==== Data to process ====

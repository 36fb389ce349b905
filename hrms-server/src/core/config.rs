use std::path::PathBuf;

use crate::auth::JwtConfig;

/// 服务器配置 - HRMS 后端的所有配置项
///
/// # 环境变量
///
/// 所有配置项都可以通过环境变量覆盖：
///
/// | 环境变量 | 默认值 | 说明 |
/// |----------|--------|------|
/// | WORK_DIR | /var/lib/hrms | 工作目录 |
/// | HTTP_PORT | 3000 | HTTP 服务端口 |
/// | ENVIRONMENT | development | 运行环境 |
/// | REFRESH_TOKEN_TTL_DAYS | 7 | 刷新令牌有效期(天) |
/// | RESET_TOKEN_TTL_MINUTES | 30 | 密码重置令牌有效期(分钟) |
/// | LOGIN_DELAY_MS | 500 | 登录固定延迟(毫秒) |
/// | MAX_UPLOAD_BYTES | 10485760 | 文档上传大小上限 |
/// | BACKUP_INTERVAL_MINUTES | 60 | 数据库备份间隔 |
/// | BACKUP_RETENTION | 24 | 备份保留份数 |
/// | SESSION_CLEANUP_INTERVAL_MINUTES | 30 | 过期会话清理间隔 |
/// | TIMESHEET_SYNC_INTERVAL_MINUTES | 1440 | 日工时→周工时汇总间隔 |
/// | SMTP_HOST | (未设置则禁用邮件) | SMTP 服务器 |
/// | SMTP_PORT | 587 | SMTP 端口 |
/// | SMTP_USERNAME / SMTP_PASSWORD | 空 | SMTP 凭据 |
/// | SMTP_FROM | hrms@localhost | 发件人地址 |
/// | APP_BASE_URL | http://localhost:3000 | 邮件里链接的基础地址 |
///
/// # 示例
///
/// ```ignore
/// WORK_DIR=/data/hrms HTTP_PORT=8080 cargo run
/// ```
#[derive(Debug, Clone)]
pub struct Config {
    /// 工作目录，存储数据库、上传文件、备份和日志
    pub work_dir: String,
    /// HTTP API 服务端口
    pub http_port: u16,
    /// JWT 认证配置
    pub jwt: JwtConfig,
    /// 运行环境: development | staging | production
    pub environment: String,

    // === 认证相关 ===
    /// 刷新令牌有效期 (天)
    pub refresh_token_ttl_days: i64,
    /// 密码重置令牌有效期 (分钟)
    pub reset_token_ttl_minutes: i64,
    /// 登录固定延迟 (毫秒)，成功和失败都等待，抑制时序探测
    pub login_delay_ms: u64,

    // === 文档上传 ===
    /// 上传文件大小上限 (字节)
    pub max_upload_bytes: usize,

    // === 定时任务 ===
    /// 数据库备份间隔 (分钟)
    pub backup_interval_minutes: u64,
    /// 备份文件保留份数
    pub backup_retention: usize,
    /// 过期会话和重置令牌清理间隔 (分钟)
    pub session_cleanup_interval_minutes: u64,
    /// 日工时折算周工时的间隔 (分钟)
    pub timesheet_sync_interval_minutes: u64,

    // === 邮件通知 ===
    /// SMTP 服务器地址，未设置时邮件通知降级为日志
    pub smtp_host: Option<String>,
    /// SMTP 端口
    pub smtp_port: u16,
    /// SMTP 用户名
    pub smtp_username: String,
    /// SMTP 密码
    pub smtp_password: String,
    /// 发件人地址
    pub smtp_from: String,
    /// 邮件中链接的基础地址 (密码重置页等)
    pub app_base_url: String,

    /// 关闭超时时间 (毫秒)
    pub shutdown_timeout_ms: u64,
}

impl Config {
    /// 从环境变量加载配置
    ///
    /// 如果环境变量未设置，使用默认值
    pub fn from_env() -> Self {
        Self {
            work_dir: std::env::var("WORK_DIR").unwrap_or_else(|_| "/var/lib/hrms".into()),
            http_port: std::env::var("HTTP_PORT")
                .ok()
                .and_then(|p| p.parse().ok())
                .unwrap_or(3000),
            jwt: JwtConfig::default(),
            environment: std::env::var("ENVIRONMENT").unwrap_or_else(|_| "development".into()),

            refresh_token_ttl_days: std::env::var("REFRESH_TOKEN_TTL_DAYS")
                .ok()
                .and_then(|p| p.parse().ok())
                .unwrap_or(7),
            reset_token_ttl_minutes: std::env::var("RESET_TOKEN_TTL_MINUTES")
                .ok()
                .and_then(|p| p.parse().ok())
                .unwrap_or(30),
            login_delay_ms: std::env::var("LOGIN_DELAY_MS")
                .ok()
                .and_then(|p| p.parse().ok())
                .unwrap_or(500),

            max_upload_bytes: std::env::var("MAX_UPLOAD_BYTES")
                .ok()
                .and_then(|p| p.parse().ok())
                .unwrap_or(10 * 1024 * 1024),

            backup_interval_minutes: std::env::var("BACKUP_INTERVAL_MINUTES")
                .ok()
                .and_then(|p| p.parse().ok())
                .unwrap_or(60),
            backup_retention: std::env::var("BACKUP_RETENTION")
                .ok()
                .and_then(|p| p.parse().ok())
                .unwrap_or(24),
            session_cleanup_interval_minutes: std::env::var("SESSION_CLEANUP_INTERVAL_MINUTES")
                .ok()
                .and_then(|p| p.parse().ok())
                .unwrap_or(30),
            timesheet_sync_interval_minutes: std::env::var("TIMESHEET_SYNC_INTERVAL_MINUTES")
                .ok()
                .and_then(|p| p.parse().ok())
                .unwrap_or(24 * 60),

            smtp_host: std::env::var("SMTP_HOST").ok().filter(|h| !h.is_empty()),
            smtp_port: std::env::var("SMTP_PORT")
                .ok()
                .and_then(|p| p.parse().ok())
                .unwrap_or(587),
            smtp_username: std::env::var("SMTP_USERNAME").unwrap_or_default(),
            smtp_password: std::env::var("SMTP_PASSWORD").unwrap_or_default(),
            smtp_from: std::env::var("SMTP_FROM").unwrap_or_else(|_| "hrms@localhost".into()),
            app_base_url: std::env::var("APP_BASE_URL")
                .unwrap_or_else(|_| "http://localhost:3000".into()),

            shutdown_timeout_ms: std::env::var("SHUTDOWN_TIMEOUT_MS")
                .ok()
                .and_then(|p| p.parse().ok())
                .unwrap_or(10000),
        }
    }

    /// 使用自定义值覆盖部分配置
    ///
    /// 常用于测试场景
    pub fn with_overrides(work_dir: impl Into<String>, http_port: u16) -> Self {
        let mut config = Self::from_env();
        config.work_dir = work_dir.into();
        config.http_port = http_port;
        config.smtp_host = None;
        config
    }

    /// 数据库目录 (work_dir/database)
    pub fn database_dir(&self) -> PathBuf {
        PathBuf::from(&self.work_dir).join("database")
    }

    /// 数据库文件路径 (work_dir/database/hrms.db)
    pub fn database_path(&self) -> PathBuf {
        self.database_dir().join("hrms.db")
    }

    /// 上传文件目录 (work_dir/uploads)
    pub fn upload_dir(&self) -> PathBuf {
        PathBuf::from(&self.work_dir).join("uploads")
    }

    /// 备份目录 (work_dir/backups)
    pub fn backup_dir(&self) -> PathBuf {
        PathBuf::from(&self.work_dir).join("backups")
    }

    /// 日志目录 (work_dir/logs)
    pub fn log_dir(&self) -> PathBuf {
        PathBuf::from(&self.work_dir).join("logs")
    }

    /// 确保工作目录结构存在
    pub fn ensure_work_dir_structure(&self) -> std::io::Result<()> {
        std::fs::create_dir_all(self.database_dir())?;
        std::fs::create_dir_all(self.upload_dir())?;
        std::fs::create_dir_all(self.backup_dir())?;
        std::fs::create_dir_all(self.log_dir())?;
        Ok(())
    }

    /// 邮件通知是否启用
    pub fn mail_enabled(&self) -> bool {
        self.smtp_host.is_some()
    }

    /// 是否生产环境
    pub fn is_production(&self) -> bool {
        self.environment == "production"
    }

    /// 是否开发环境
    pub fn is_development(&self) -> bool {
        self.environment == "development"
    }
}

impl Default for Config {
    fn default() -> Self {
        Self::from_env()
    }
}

====
==== Data to process ====

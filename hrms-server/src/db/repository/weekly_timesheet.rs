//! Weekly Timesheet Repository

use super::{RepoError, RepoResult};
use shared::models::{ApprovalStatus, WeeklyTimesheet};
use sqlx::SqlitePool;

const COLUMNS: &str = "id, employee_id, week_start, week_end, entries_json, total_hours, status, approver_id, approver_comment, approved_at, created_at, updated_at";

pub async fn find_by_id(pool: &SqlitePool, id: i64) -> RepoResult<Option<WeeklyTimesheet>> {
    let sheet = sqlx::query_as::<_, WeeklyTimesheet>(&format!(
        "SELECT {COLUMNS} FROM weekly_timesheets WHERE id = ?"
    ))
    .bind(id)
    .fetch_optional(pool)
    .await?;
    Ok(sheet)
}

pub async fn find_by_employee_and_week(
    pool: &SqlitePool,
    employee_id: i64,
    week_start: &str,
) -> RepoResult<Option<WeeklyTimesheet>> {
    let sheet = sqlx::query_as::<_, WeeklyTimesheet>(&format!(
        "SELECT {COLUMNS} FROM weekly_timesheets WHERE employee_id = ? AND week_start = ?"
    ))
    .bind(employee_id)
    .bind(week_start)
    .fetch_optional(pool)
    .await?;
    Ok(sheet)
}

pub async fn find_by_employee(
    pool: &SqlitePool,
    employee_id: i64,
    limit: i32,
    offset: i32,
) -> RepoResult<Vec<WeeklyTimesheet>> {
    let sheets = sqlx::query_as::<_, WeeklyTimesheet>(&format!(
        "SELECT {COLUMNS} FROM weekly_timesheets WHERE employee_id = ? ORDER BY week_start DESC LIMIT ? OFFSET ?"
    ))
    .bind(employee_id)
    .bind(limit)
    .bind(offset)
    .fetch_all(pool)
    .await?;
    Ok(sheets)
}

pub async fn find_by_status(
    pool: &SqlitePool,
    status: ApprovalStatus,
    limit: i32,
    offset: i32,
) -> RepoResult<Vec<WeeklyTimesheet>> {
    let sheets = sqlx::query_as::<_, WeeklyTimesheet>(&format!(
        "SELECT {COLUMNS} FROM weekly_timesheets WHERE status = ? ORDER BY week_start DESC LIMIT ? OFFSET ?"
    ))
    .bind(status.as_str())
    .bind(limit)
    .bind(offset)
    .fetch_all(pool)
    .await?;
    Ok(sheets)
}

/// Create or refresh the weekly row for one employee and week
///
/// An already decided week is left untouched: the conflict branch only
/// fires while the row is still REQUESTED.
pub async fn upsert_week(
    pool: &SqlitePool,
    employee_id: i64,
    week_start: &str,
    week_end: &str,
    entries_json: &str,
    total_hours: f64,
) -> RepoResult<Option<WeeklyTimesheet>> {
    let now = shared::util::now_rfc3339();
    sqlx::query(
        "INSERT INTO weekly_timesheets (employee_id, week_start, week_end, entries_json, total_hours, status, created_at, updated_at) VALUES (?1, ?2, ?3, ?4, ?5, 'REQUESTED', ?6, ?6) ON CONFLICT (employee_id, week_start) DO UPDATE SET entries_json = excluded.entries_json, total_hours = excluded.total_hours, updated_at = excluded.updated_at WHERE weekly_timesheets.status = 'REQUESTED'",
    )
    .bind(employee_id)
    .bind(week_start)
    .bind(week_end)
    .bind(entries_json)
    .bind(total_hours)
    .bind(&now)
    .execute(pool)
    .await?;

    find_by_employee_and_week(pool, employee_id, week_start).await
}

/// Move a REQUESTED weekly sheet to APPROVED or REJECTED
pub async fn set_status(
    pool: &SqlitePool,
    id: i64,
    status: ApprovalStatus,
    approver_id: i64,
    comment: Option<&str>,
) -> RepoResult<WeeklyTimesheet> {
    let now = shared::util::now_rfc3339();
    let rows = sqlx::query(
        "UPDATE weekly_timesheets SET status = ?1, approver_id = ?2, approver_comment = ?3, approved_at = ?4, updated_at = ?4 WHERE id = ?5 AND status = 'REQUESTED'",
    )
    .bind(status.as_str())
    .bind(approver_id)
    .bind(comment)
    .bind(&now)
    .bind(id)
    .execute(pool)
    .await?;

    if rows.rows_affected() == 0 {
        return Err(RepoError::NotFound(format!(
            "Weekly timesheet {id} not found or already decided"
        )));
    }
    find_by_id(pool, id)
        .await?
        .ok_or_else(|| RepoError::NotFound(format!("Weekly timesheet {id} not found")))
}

====

About this exercise | The required answer is the exact run of lines above starting at the line with "repository 36fb389ce349b905" and ending at the line with "60 | 数据库备份间隔 |", with both ends present.

Reply to the exercise |
repository 36fb389ce349b905
filename hrms-server/src/core/config.rs
use std::path::PathBuf;

use crate::auth::JwtConfig;

/// 服务器配置 - HRMS 后端的所有配置项
///
/// # 环境变量
///
/// 所有配置项都可以通过环境变量覆盖：
///
/// | 环境变量 | 默认值 | 说明 |
/// |----------|--------|------|
/// | WORK_DIR | /var/lib/hrms | 工作目录 |
/// | HTTP_PORT | 3000 | HTTP 服务端口 |
/// | ENVIRONMENT | development | 运行环境 |
/// | REFRESH_TOKEN_TTL_DAYS | 7 | 刷新令牌有效期(天) |
/// | RESET_TOKEN_TTL_MINUTES | 30 | 密码重置令牌有效期(分钟) |
/// | LOGIN_DELAY_MS | 500 | 登录固定延迟(毫秒) |
/// | MAX_UPLOAD_BYTES | 10485760 | 文档上传大小上限 |
/// | BACKUP_INTERVAL_MINUTES | 60 | 数据库备份间隔 |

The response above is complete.